The Trench (German: Der Schützengraben), but earlier known as The War Picture or simply Der Krieg ("The War"), was an oil painting by the German artist Otto Dix. The large painting was made from 1920 to 1923, and was one of the several anti-war works by Dix in the 1920s, inspired by his experience of trench warfare in the First World War.

The painting was immediately controversial when first exhibited in Cologne in 1923. It was acquired by the Dresden City Museum in 1928 but not exhibited there. The work was condemned by the Nazis, confiscated and included in the exhibition of degenerate art (Entartete Kunst) held in Munich in 1937. It was sold to an art dealer in early 1940, but its fate is not known. It is considered lost and may have been destroyed in the war.

==Background==
Dix was an art student in Dresden before the First World War. He was conscripted in 1915 and served in the Imperial German Army as a machine gunner on the Eastern and Western Fronts. After the war, he returned to study at the Dresden Academy of Fine Arts and then in Italy. He was a founder of the short-lived avant-garde Dresdner Sezession art group and then supported the post-expressionist New Objectivity movement.

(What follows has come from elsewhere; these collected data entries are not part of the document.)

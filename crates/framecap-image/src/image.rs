use crate::error::ImageError;

/// Image size in pixels
///
/// # Examples
///
/// ```
/// use framecap_image::ImageSize;
///
/// let image_size = ImageSize {
///   width: 10,
///   height: 20,
/// };
///
/// assert_eq!(image_size.width, 10);
/// assert_eq!(image_size.height, 20);
/// ```
#[derive(Clone, Copy, Debug, PartialEq, Eq)]
pub struct ImageSize {
    /// Width of the image in pixels
    pub width: usize,
    /// Height of the image in pixels
    pub height: usize,
}

impl std::fmt::Display for ImageSize {
    fn fmt(&self, f: &mut std::fmt::Formatter) -> std::fmt::Result {
        write!(f, "{}x{}", self.width, self.height)
    }
}

impl From<[usize; 2]> for ImageSize {
    fn from(size: [usize; 2]) -> Self {
        ImageSize {
            width: size[0],
            height: size[1],
        }
    }
}

/// An interleaved raster image with `C` channels stored row-major as (H, W, C).
#[derive(Clone, Debug, PartialEq)]
pub struct Image<T, const C: usize> {
    size: ImageSize,
    data: Vec<T>,
}

impl<T, const C: usize> Image<T, C> {
    /// Create a new image from pixel data.
    ///
    /// # Errors
    ///
    /// If the length of the pixel data does not match the image size, an error is returned.
    ///
    /// # Examples
    ///
    /// ```
    /// use framecap_image::{Image, ImageSize};
    ///
    /// let image = Image::<u8, 3>::new(
    ///     ImageSize {
    ///         width: 10,
    ///         height: 20,
    ///     },
    ///     vec![0u8; 10 * 20 * 3],
    /// )
    /// .unwrap();
    ///
    /// assert_eq!(image.width(), 10);
    /// assert_eq!(image.height(), 20);
    /// assert_eq!(image.as_slice().len(), 10 * 20 * 3);
    /// ```
    pub fn new(size: ImageSize, data: Vec<T>) -> Result<Self, ImageError> {
        let expected = size.width * size.height * C;
        if data.len() != expected {
            return Err(ImageError::InvalidChannelShape(data.len(), expected));
        }
        Ok(Self { size, data })
    }

    /// Create a new image filled with the given value.
    pub fn from_size_val(size: ImageSize, val: T) -> Result<Self, ImageError>
    where
        T: Clone,
    {
        Self::new(size, vec![val; size.width * size.height * C])
    }

    /// The size of the image in pixels.
    #[inline]
    pub fn size(&self) -> ImageSize {
        self.size
    }

    /// The width of the image in pixels.
    #[inline]
    pub fn width(&self) -> usize {
        self.size.width
    }

    /// The height of the image in pixels.
    #[inline]
    pub fn height(&self) -> usize {
        self.size.height
    }

    /// The number of columns of the image.
    #[inline]
    pub fn cols(&self) -> usize {
        self.size.width
    }

    /// The number of rows of the image.
    #[inline]
    pub fn rows(&self) -> usize {
        self.size.height
    }

    /// The pixel data as a flat slice.
    #[inline]
    pub fn as_slice(&self) -> &[T] {
        &self.data
    }

    /// The pixel data as a flat mutable slice.
    #[inline]
    pub fn as_slice_mut(&mut self) -> &mut [T] {
        &mut self.data
    }
}

#[cfg(test)]
mod tests {
    use super::{Image, ImageSize};
    use crate::ImageError;

    #[test]
    fn image_size() {
        let size = ImageSize::from([4, 2]);
        assert_eq!(size.width, 4);
        assert_eq!(size.height, 2);
        assert_eq!(size.to_string(), "4x2");
    }

    #[test]
    fn image_new() -> Result<(), ImageError> {
        let image = Image::<u8, 3>::new([2, 1].into(), vec![1, 2, 3, 4, 5, 6])?;
        assert_eq!(image.size(), ImageSize { width: 2, height: 1 });
        assert_eq!(image.as_slice(), &[1, 2, 3, 4, 5, 6]);
        Ok(())
    }

    #[test]
    fn image_new_mismatched_data() {
        let res = Image::<u8, 3>::new([2, 2].into(), vec![0; 11]);
        assert!(matches!(res, Err(ImageError::InvalidChannelShape(11, 12))));
    }

    #[test]
    fn image_from_size_val() -> Result<(), ImageError> {
        let image = Image::<f32, 1>::from_size_val([3, 2].into(), 0.5)?;
        assert_eq!(image.as_slice().len(), 6);
        assert!(image.as_slice().iter().all(|&v| v == 0.5));
        Ok(())
    }
}
use std::collections::VecDeque;

use framecap_image::Image;

use crate::error::StreamCaptureError;

/// A sequential source of decoded frames in BGR order.
///
/// Frames are yielded in decode order until the source is exhausted.
pub trait FrameSource {
    /// Decode the next frame.
    ///
    /// # Returns
    ///
    /// * `Ok(Some(frame))` - the next frame in decode order.
    /// * `Ok(None)` - the stream is exhausted.
    fn next_frame(&mut self) -> Result<Option<Image<u8, 3>>, StreamCaptureError>;
}

/// A frame source over frames already held in memory.
///
/// # Examples
///
/// ```
/// use framecap_image::Image;
/// use framecap_io::{FrameSource, MemorySource};
///
/// let frame = Image::<u8, 3>::from_size_val([2, 2].into(), 0).unwrap();
/// let mut source = MemorySource::new(vec![frame]);
///
/// assert!(source.next_frame().unwrap().is_some());
/// assert!(source.next_frame().unwrap().is_none());
/// ```
#[derive(Debug, Default)]
pub struct MemorySource {
    frames: VecDeque<Image<u8, 3>>,
}

impl MemorySource {
    /// Create a new source yielding `frames` in order.
    pub fn new(frames: impl IntoIterator<Item = Image<u8, 3>>) -> Self {
        Self {
            frames: frames.into_iter().collect(),
        }
    }

    /// The number of frames not yet yielded.
    #[inline]
    pub fn remaining(&self) -> usize {
        self.frames.len()
    }
}

impl FrameSource for MemorySource {
    fn next_frame(&mut self) -> Result<Option<Image<u8, 3>>, StreamCaptureError> {
        Ok(self.frames.pop_front())
    }
}
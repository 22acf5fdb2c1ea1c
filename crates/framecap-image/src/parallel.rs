use rayon::prelude::*;

use crate::Image;

/// Apply a function to each pixel of `src` and the matching pixel of `dst`, in parallel by rows.
///
/// Precondition: both images have the same size.
pub(crate) fn par_iter_rows<T1, const C1: usize, T2, const C2: usize>(
    src: &Image<T1, C1>,
    dst: &mut Image<T2, C2>,
    f: impl Fn(&[T1], &mut [T2]) + Send + Sync,
) where
    T1: Send + Sync,
    T2: Send + Sync,
{
    let cols = src.cols();
    src.as_slice()
        .par_chunks_exact(C1 * cols)
        .zip(dst.as_slice_mut().par_chunks_exact_mut(C2 * cols))
        .for_each(|(src_chunk, dst_chunk)| {
            src_chunk
                .chunks_exact(C1)
                .zip(dst_chunk.chunks_exact_mut(C2))
                .for_each(|(src_pixel, dst_pixel)| {
                    f(src_pixel, dst_pixel);
                });
        });
}
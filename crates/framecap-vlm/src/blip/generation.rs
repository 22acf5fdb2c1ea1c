use candle_core::{DType, Tensor};
use candle_transformers::generation::{LogitsProcessor, Sampling};

use super::{BlipConfig, BlipError};

/// Picks the next token from the decoder logits.
pub(crate) struct TokenSampler {
    logits_processor: LogitsProcessor,
    repeat_penalty: f32,
    repeat_last_n: usize,
}

impl TokenSampler {
    pub fn new(config: &BlipConfig) -> Self {
        let sampling = if config.do_sample {
            Sampling::TopP {
                p: config.top_p,
                temperature: config.temp,
            }
        } else {
            Sampling::ArgMax
        };

        Self {
            logits_processor: LogitsProcessor::from_sampling(config.seed, sampling),
            repeat_penalty: config.repeat_penalty,
            repeat_last_n: config.repeat_last_n,
        }
    }

    /// Sample a token from the logits of the last position, penalizing recent `history`.
    pub fn sample(&mut self, logits: &Tensor, history: &[u32]) -> Result<u32, BlipError> {
        let logits = logits.to_dtype(DType::F32)?;

        let logits = if self.repeat_penalty == 1. {
            logits
        } else {
            let start_at = history.len().saturating_sub(self.repeat_last_n);
            candle_transformers::utils::apply_repeat_penalty(
                &logits,
                self.repeat_penalty,
                &history[start_at..],
            )?
        };

        Ok(self.logits_processor.sample(&logits)?)
    }
}

#[cfg(test)]
mod tests {
    use super::TokenSampler;
    use crate::blip::BlipConfig;
    use candle_core::{Device, Tensor};

    #[test]
    fn greedy_picks_max_logit() -> Result<(), Box<dyn std::error::Error>> {
        let mut sampler = TokenSampler::new(&BlipConfig::default());
        let logits = Tensor::new(&[0.1f32, 2.0, 0.5, -1.0], &Device::Cpu)?;

        assert_eq!(sampler.sample(&logits, &[])?, 1);
        assert_eq!(sampler.sample(&logits, &[0, 3])?, 1);

        Ok(())
    }

    #[test]
    fn repeat_penalty_demotes_history() -> Result<(), Box<dyn std::error::Error>> {
        let config = BlipConfig {
            repeat_penalty: 10.,
            ..Default::default()
        };
        let mut sampler = TokenSampler::new(&config);
        let logits = Tensor::new(&[0.1f32, 2.0, 0.5, -1.0], &Device::Cpu)?;

        // 2.0 / 10 falls below 0.5
        assert_eq!(sampler.sample(&logits, &[1])?, 2);

        Ok(())
    }

    #[test]
    fn repeat_penalty_window() -> Result<(), Box<dyn std::error::Error>> {
        let config = BlipConfig {
            repeat_penalty: 10.,
            repeat_last_n: 1,
            ..Default::default()
        };
        let mut sampler = TokenSampler::new(&config);
        let logits = Tensor::new(&[0.1f32, 2.0, 0.5, -1.0], &Device::Cpu)?;

        // token 1 is outside of the penalized window
        assert_eq!(sampler.sample(&logits, &[1, 3])?, 1);

        Ok(())
    }
}
use framecap_image::Image;

/// A model that produces a short natural-language description of a single frame.
pub trait Captioner {
    /// The error returned when a frame cannot be captioned.
    type Error: std::error::Error;

    /// Generate a caption for a frame.
    ///
    /// # Arguments
    ///
    /// * `frame` - The bgr8 frame to describe with shape [H, W, 3], as produced by the decoder.
    ///
    /// # Returns
    ///
    /// The generated caption, with special tokens stripped.
    fn caption(&mut self, frame: &Image<u8, 3>) -> Result<String, Self::Error>;
}
//! # Frame captioning models
//!
//! Pretrained image-to-text models that describe a single video frame in natural language.
//!
//! - **BLIP**: Salesforce's bootstrapped language-image model, in its base and large
//!   image-captioning variants, running on [candle](https://github.com/huggingface/candle).
//!
//! Models are loaded once into an owned context (see [`blip::Blip::new`]) that fixes the
//! compute device for its whole lifetime, and are driven frame by frame through the
//! [`Captioner`] trait.

/// BLIP image captioning model integration.
pub mod blip;

mod captioner;
mod device;

pub use captioner::Captioner;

His horrific experiences in the trenches inspired the anti-war art he created after 1920, including The Trench. He had already come to public attention when featured by Theodor Däubler in Das Kunstblatt in 1920. He started to develop a reputation for controversy: in 1925, Dix successfully defended himself against charges of indecency following exhibitions in Berlin and Darmstadt of two paintings of prostitutes.

Dix returned to anti-war sentiments with a portfolio of fifty prints entitled The War ("Der Krieg"), published in 1924, and his 1929 to 1932 triptych, also entitled The War ("Der Krieg"), the central panel of which reworks themes from The Trench.

==Description==
Dix starting working on The Trench while he was in Dresden in 1920 and completed it in 1923 after he had moved to Düsseldorf. It was painted in oils on a large canvas, 227 × 250 cm, made from two pieces of heavy jute roughly joined together. The poor quality of the materials that Dix used meant that the painting began to deteriorate soon after it was completed.

It depicted the gory aftermath of an artillery bombardment of a German trench with the scene littered with the detritus of war: ruined building, military paraphernalia such as gas masks and fragmentary body parts from dead soldiers. The painting has been lost, but black and white photographs and contemporaneous descriptions have survived.

The best surviving contemporaneous description was published by Walter Schmits in the Kölnische Zeitung in on 7 December 1923:
"In the cold, sallow, ghostly light of dawn…a trench appears into which a devastating bombardment has just descended. A poisonous sulphur yellow pool glistens in the depths like a smirk from hell. Otherwise the trench is filled up with hideously mutilated bodies and human fragments. From open skulls brains gush like thick red groats; torn-up limbs, intestines, shreds of uniforms, artillery shells form a vile heap... Half-decayed remains of the fallen, which were probably buried in the walls of the trench out of necessity and were exposed by the exploding shells, mix with the fresh, blood covered corpses. One soldier has been hurled out of the trench and lies above it, impaled on stakes."

==Reception==
Soon after it was completed, The Trench was acquired in October 1923 by the Wallraf–Richartz Museum in Cologne, the city then under Allied occupation, at the instigation of the museum's director Hans Friedrich Secker. The painting immediately became controversial when the museum's new modern art collection was opened to the public on 1 December 1923. It was framed simply with plain wood and concealed behind a grey curtain, but it still shocked the public and brought protests from former soldiers. It was described as "Wehrsabotage" ("war sabotage") and became known as the "Skandalbild" ("scandal image"). Contemporary news reports suggest the controversy may have led to an increased number of people visiting the museum so that they could view the painting.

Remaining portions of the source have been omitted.